Of all the songs recorded for the White Album, "Blackbird" dates back the furthest. The seeds were sewn in the late Fifties when a 16-year-old McCartney learned the introduction of Bach's "Bourree in E Minor" on guitar in a somewhat misguided effort to impress girls. "You often did things just as party pieces, things to show off, literally, at a party," McCartney recalled during a seminar at Rollins College in 2014. "You know, 'Hey girls ...' You would do that. Unfortunately, none of them bothered." The budding musician's rudimentary classical guitar skills rendered the rest of the movement prohibitively difficult, so he improvised an abbreviated ending – one he never forgot. "Part of its structure is a particular harmonic thing between the melody and the bass line which intrigued me," he explained to Barry Miles.

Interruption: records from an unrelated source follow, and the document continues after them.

//! Falling water particles and the ripples they leave on the floor.

use std::collections::VecDeque;

use rand::Rng;

use super::config::WaterfallConfig;

/// Height of the band above the canvas where particles respawn.
pub const SPAWN_BAND: f64 = 100.0;

#[derive(Clone, Debug)]
pub struct Particle {
    pub x: f64,
    pub y: f64,
    pub size: f64,
    pub speed_y: f64,
    pub drift: f64,
    pub wobble: f64,
    pub wobble_speed: f64,
    pub hue: f64,
    pub life: f64,
    pub decay: f64,
    /// Recent positions, oldest first.
    pub trail: VecDeque<(f64, f64)>,
}

impl Particle {
    pub fn spawn<R: Rng + ?Sized>(rng: &mut R, config: &WaterfallConfig, x: f64, y: f64) -> Self {
        Self {
            x,
            y,
            size: config.size.sample(rng),
            speed_y: config.fall_speed.sample(rng),
            drift: config.drift.sample(rng),
            wobble: rng.gen::<f64>() * std::f64::consts::TAU,
            wobble_speed: config.wobble_speed.sample(rng),
            hue: config.hue + rng.gen::<f64>() * config.hue_spread,
            life: 1.0,
            decay: config.decay.sample(rng),
            trail: VecDeque::with_capacity(config.trail_length + 1),
        }
    }

    /// Move back into the band above the canvas at a random column.
    fn respawn<R: Rng + ?Sized>(&mut self, rng: &mut R, width: f64) {
        self.y = -rng.gen::<f64>() * SPAWN_BAND;
        self.x = rng.gen::<f64>() * width;
        self.trail.clear();
    }

    /// Advance one frame. Returns the splash point when the particle hit the floor.
    pub fn update<R: Rng + ?Sized>(
        &mut self,
        rng: &mut R,
        config: &WaterfallConfig,
        width: f64,
        height: f64,
    ) -> Option<(f64, f64)> {
        if config.trail_length > 0 {
            self.trail.push_back((self.x, self.y));
            while self.trail.len() > config.trail_length {
                self.trail.pop_front();
            }
        }

        self.y += self.speed_y;
        self.x += self.drift + self.wobble.sin() * config.wobble_amplitude;
        self.wobble += self.wobble_speed;
        self.life -= self.decay;

        let mut splash = None;
        if self.y > height - config.floor_offset {
            splash = Some((self.x, height));
            self.respawn(rng, width);
        }

        if self.y < -SPAWN_BAND || self.life <= 0.0 {
            self.respawn(rng, width);
            self.life = 1.0;
        }

        splash
    }
}

/// Expanding ring left where a particle reached the floor.
#[derive(Clone, Debug, PartialEq)]
pub struct Ripple {
    pub x: f64,
    pub y: f64,
    pub radius: f64,
    pub life: f64,
}

impl Ripple {
    pub fn new(x: f64, y: f64) -> Self {
        Self { x, y, radius: 0.0, life: 1.0 }
    }

    pub fn update(&mut self, config: &WaterfallConfig) {
        self.radius += config.ripple_speed;
        self.life -= config.ripple_fade;
    }

    pub fn is_spent(&self, config: &WaterfallConfig) -> bool {
        self.life <= 0.0 || self.radius > config.ripple_max_radius
    }
}

#[cfg(test)]
mod tests {
    use super::*;
    use rand::rngs::SmallRng;
    use rand::SeedableRng;

    #[test]
    fn test_particle_splashes_at_floor() {
        let mut rng = SmallRng::seed_from_u64(1);
        let config = WaterfallConfig::about();
        let mut particle = Particle::spawn(&mut rng, &config, 50.0, 265.0);
        particle.speed_y = 10.0;

        let splash = particle.update(&mut rng, &config, 200.0, 300.0);
        let (x, y) = splash.expect("particle should hit the floor");
        assert_eq!(y, 300.0);
        assert!(x > 40.0 && x < 60.0);
        assert!(particle.y <= 0.0 && particle.y >= -SPAWN_BAND);
        assert!(particle.x >= 0.0 && particle.x < 200.0);
    }

    #[test]
    fn test_dead_particle_respawns_with_full_life() {
        let mut rng = SmallRng::seed_from_u64(2);
        let config = WaterfallConfig::about();
        let mut particle = Particle::spawn(&mut rng, &config, 10.0, 10.0);
        particle.life = 0.0005;
        particle.decay = 0.002;

        assert!(particle.update(&mut rng, &config, 100.0, 400.0).is_none());
        assert_eq!(particle.life, 1.0);
        assert!(particle.y <= 0.0);
    }

    #[test]
    fn test_trail_is_bounded() {
        let mut rng = SmallRng::seed_from_u64(3);
        let config = WaterfallConfig::home();
        let mut particle = Particle::spawn(&mut rng, &config, 10.0, 0.0);
        particle.speed_y = 0.5;
        for _ in 0..20 {
            particle.update(&mut rng, &config, 100.0, 10_000.0);
        }
        assert_eq!(particle.trail.len(), config.trail_length);
    }

    #[test]
    fn test_ripple_fades_out() {
        let config = WaterfallConfig::about();
        let mut ripple = Ripple::new(5.0, 100.0);
        let mut frames = 0;
        while !ripple.is_spent(&config) {
            ripple.update(&config);
            frames += 1;
        }
        // radius cap (40 / 1.5) is reached before the fade (1 / 0.03)
        assert_eq!(frames, 27);
        assert!(ripple.radius > config.ripple_max_radius);
    }
}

McCartney expanded on the guitar figure while visiting his Scottish farm shortly after returning from India in the spring of 1968. "I developed the melody on guitar based on the Bach piece and took it somewhere else, took it to another level, then I just fitted words to it," he told Miles. "I had in mind a black woman, rather than a bird. Those were the days of the civil rights movement, which all of us cared passionately about, so this was really a song from me to a black woman, experiencing these problems in the States."

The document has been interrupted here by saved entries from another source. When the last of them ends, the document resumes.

//! Leptos Canvas FX
//!
//! Decorative canvas effects for Leptos:
//! - `WaterfallCanvas`: configurable falling-particle waterfall with ripples
//! - `OrbCanvas`: floating icosphere with drag-to-orbit
//!
//! Both run on `requestAnimationFrame` and stop when their component is
//! cleaned up.

mod animation_loop;
mod canvas;
pub mod orb;
pub mod waterfall;

pub use animation_loop::AnimationLoop;
pub use orb::OrbCanvas;
pub use waterfall::{StreamStyle, WaterfallCanvas, WaterfallConfig};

The words were fully in place by the time he debuted the song at Kinfauns, but the musical structure needed work. The opening line is played only once, rather than repeated, and the wordless mid-song guitar wind-down present on the White Album is absent. But given the stripped down nature of the final recorded version, the demo sounds fairly similar. The demo is primarily a solo venture, but McCartney's double-tracked vocals and acoustic guitar picking get some help from Lennon, who enthusiastically contributes bird sounds.